O SINDÁGUA-MG protocolou, no último dia 23 de junho, ofício direcionado à presidenta da COPASA, Marília Carvalho de Melo, onde cobra, em caráter de urgência, respostas claras e objetivas sobre o processo de incorporação da COPANOR pela COPASA-MG e o futuro dos trabalhadores.
PRAZOS ESGOTADOS E FALTA DE TRANSPARÊNCIA
A nossa mobilização em torno do tema vem de meses. Em resposta ao nosso ofício de 27 de março de 2026, a direção da COPASA nos informou, em 23 de abril, sobre a criação de um Grupo de Trabalho (GT) dedicado a avaliar a viabilidade e os impactos da incorporação.
Na ocasião, foi estabelecido um prazo para a conclusão dos estudos e apresentação do relatório final. Considerando o período estipulado e as possíveis prorrogações, esse prazo já se esgotou completamente, e até o momento a categoria segue sem respostas oficiais.
ANSIEDADE ENTRE TRABALHADORES E COMUNIDADES
A demora e o silêncio da empresa geram um clima de profunda inquietude, ansiedade e expectativa. Essa indefinição afeta diretamente os trabalhadores da subsidiária, que aguardam uma posição segura sobre suas carreiras, direitos e estabilidade profissional e também as populações assistidas, que dependem do pleno funcionamento e da qualidade dos serviços essenciais de saneamento e distribuição de água.
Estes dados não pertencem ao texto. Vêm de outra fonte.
use crate::finding::{FindingKind, Severity};
use crate::language::BUILTIN_LANGUAGES;
use anyhow::{Context, Result};
use directories::ProjectDirs;
use serde::{Deserialize, Serialize};
use std::collections::{BTreeMap, HashMap};
use std::env;
use std::fs;
use std::path::{Path, PathBuf};

/// File name looked up in the working directory when no config is given.
pub const LOCAL_CONFIG_FILE: &str = "snippet-check.toml";

/// Configuration for the snippet checker.
///
/// Read from `snippet-check.toml`, from the user config directory, or from
/// the `[preprocessor.snippet-check]` section of `book.toml` in mdBook mode.
///
/// # Example
///
/// ```toml
/// extensions = ["md", "markdown"]
/// allow = ["HttpClient", "WebApplication"]
/// allow_list = "${HOME}/.config/symbols.txt"
///
/// [languages.csharp]
/// enabled = true
/// fence_markers = ["csharp", "cs"]
///
/// [severity]
/// duplicate-symbol = "error"
/// ```
#[derive(Debug, Clone, Serialize, Deserialize)]
#[serde(default)]
pub struct CheckConfig {
    /// File extensions picked up when walking directories
    pub extensions: Vec<String>,

    /// External symbols that never count as undefined
    pub allow: Vec<String>,

    /// Optional file with one external symbol per line (supports ${VAR} expansion)
    pub allow_list: Option<PathBuf>,

    /// Language-specific overrides indexed by language name
    pub languages: HashMap<String, LanguageConfig>,

    /// Severity overrides indexed by finding kind (e.g. "duplicate-symbol")
    pub severity: BTreeMap<String, Severity>,
}

impl Default for CheckConfig {
    fn default() -> Self {
        Self {
            extensions: vec!["md".to_string(), "markdown".to_string()],
            allow: Vec::new(),
            allow_list: None,
            languages: HashMap::new(),
            severity: BTreeMap::new(),
        }
    }
}

/// Overrides for one built-in language.
#[derive(Debug, Clone, Serialize, Deserialize)]
pub struct LanguageConfig {
    /// Whether this language is enabled for checking
    #[serde(default = "default_true")]
    pub enabled: bool,

    /// Fence markers that identify this language in markdown, replacing the defaults
    #[serde(default)]
    pub fence_markers: Option<Vec<String>>,
}

fn default_true() -> bool {
    true
}

impl LanguageConfig {
    /// Validate the configuration for correctness
    pub fn validate(&self) -> Result<()> {
        if let Some(markers) = &self.fence_markers {
            if markers.is_empty() {
                anyhow::bail!("Language configuration must have at least one fence marker");
            }
            for marker in markers {
                if marker.is_empty() || marker.contains(|c: char| c == ',' || c.is_whitespace())
                {
                    anyhow::bail!("Invalid fence marker '{}'", marker);
                }
            }
        }

        Ok(())
    }
}

impl CheckConfig {
    /// Loads configuration from an explicit file, the working directory, or
    /// the user config directory, in that order. Falls back to defaults.
    pub fn discover(explicit: Option<&Path>) -> Result<Self> {
        if let Some(path) = explicit {
            return Self::from_file(path);
        }

        let local = Path::new(LOCAL_CONFIG_FILE);
        if local.is_file() {
            return Self::from_file(local);
        }

        if let Some(user) = user_config_path().filter(|p| p.is_file()) {
            return Self::from_file(&user);
        }

        log::debug!("No configuration file found, using defaults");
        Ok(Self::default())
    }

    /// Parses a TOML configuration file. Relative paths inside it resolve
    /// against the file's directory.
    pub fn from_file(path: &Path) -> Result<Self> {
        let content = fs::read_to_string(path)
            .with_context(|| format!("Failed to read config {}", path.display()))?;
        let config: CheckConfig = toml::from_str(&content)
            .with_context(|| format!("Failed to parse config {}", path.display()))?;

        log::info!("Using configuration from {}", path.display());
        let base_dir = path.parent().unwrap_or_else(|| Path::new("."));
        config.finalize(base_dir)
    }

    /// Parse configuration from mdbook PreprocessorContext and expand environment variables
    pub fn from_preprocessor_context(
        ctx: &mdbook::preprocess::PreprocessorContext,
    ) -> Result<Self> {
        let config: CheckConfig =
            if let Some(config_value) = ctx.config.get("preprocessor.snippet-check") {
                config_value
                    .clone()
                    .try_into()
                    .context("Invalid [preprocessor.snippet-check] configuration")?
            } else {
                Self::default()
            };

        config.finalize(&ctx.root)
    }

    fn finalize(mut self, base_dir: &Path) -> Result<Self> {
        if let Some(allow_list) = self.allow_list.take() {
            let expanded = PathBuf::from(expand_env_vars(&allow_list.to_string_lossy()));
            self.allow_list = Some(if expanded.is_relative() {
                base_dir.join(expanded)
            } else {
                expanded
            });
        }

        self.validate()?;
        Ok(self)
    }

    /// Rejects unknown languages, bad fence markers and unknown finding kinds.
    pub fn validate(&self) -> Result<()> {
        for (name, lang_config) in &self.languages {
            if !BUILTIN_LANGUAGES.contains(&name.as_str()) {
                anyhow::bail!(
                    "Unknown language '{}' (supported: {})",
                    name,
                    BUILTIN_LANGUAGES.join(", ")
                );
            }
            lang_config
                .validate()
                .with_context(|| format!("Invalid configuration for language '{}'", name))?;
        }

        for kind in self.severity.keys() {
            kind.parse::<FindingKind>()
                .context("Invalid [severity] configuration")?;
        }

        Ok(())
    }

    /// Get all configured languages
    pub fn languages(&self) -> &HashMap<String, LanguageConfig> {
        &self.languages
    }

    /// Severity for `kind`, honouring overrides.
    pub fn severity_for(&self, kind: FindingKind) -> Severity {
        self.severity
            .get(&kind.to_string())
            .copied()
            .unwrap_or_else(|| kind.default_severity())
    }
}

/// Location of the per-user configuration file.
fn user_config_path() -> Option<PathBuf> {
    // Check for XDG_CONFIG_HOME environment variable first (respects XDG standard on all platforms)
    if let Ok(xdg_config_home) = env::var("XDG_CONFIG_HOME") {
        return Some(
            PathBuf::from(xdg_config_home)
                .join("snippet-check")
                .join("config.toml"),
        );
    }

    // Fall back to platform-specific defaults via directories crate
    ProjectDirs::from("", "", "snippet-check").map(|dirs| dirs.config_dir().join("config.toml"))
}

/// Expand environment variables in a string
/// Supports ${VAR_NAME} syntax
/// This function processes the string in a single pass to avoid re-processing expanded values
fn expand_env_vars(s: &str) -> String {
    let mut result = String::with_capacity(s.len());
    let mut chars = s.chars().peekable();

    while let Some(ch) = chars.next() {
        if ch == '$' && chars.peek() == Some(&'{') {
            chars.next();

            let mut var_name = String::new();
            let mut found_close = false;

            for ch in chars.by_ref() {
                if ch == '}' {
                    found_close = true;
                    break;
                }
                var_name.push(ch);
            }

            if found_close {
                match env::var(&var_name) {
                    Ok(value) => result.push_str(&value),
                    Err(_) => {
                        log::warn!(
                            "Environment variable '{}' not found, leaving unexpanded",
                            var_name
                        );
                        result.push_str("${");
                        result.push_str(&var_name);
                        result.push('}');
                    }
                }
            } else {
                // No closing brace found, treat as literal
                result.push_str("${");
                result.push_str(&var_name);
            }
        } else {
            result.push(ch);
        }
    }

    result
}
A necessidade de uma resposta objetiva torna-se ainda mais urgente e grave diante do cenário atual de ameaça e processo em andamento de eventual privatização da COPASA. Os trabalhadores cobram insistentemente respostas ao sindicato dos compromissos assumidos pela Copasa, de forma a tranquilizarem e planejarem suas vidas profissionais e poderem prestar às comunidades em seus municípios assistidos pela Copanor.